Un incubo. Il frastuono di una colluttazione. Valerio disarma uno degli
aggressori. Non basta. Gli rimane solo la voce per un Aiuto mamma,
prima di morire sul divano in un lago di sangue, colpito da uno sparo
alle spalle. Il giorno dei funerali
avrebbe compiuto diciannove anni. Per Carla e Sardo è una condanna a
vita, un dolore destinato a ripetersi all’infinito. Senza tregua.

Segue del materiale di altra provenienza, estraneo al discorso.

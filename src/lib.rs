//! Switchboard: agent routing and event-driven task orchestration.
//!
//! The crate has two halves. The router dispatches requests by path to a
//! tree of agents, lets agents call one another and expose themselves as
//! schema-validated tools, and streams their output. The task pipeline
//! records inbound provider events, matches them against standing
//! watchers, asks a classifier which tasks they create or touch, and drives
//! each task through tool selection while keeping an ordered activity log.
//!
//! # Architecture
//!
//! Both halves follow hexagonal architecture principles:
//!
//! - **Domain**: Pure types with no infrastructure dependencies
//! - **Ports**: Async trait interfaces for storage, models, and handlers
//! - **Adapters**: In-memory, `PostgreSQL`, and language model
//!   implementations of the ports
//! - **Services**: Orchestration over the ports
//!
//! # Modules
//!
//! - [`router`]: Path matching, middleware, agents, tools, and responses
//! - [`task`]: Tasks, events, watchers, activities, and their services
//! - [`config`]: TOML configuration
//! - [`telemetry`]: Logging initialisation

pub mod config;
pub mod router;
pub mod task;
pub mod telemetry;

Arriva una prima falsa rivendicazione, con una sigla fantoccio di
sinistra che accuserebbe il compagno di delazione. Poi c’è un balletto
di rivendicazioni e smentite da parte dei Nar. Un turbinio di false
notizie per intorbidire le acque. Molte lacune nelle inchieste. E
depistaggi. I suoi compagni e tutto il movimento denunciano subito la
matrice fascista di quanto accaduto. È probabile che a ucciderlo siano
stati militanti nell’area di Terza Posizione che volevano accreditarsi
con i NAR. Ma perché fra tanti
comunisti è stato scelto proprio Valerio, ci si è spesso domandati,
senza mai arrivare a una certezza. Un’ipotesi è legata a una rissa
avvenuta a piazza Annibaliano nell’ottobre 1978, a pochi giorni
dall’assassinio di Ivo Zini. Valerio si trova a fronteggiare, armato di
coltello, alcuni fascisti fra cui Nanni De Angelis. Due militanti della
destra vengono accoltellati, due compagni sono feriti. Valerio è
colpito con una martellata, e in quell’occasione perde il suo borsello,
che contiene anche i documenti di identità. I fascisti hanno quindi
tutti i suoi dati e possono organizzare la vendetta. La seconda ipotesi è
quella più conosciuta. Sui fascisti Valerio, insieme ad altri, lavorava
a un dossier di controinformazione. Nomi, foto. Legami con la
criminalità organizzata, con gli apparati statali. Raccoglieva dati
girando spesso da solo con la sua Vespetta e la macchina fotografica.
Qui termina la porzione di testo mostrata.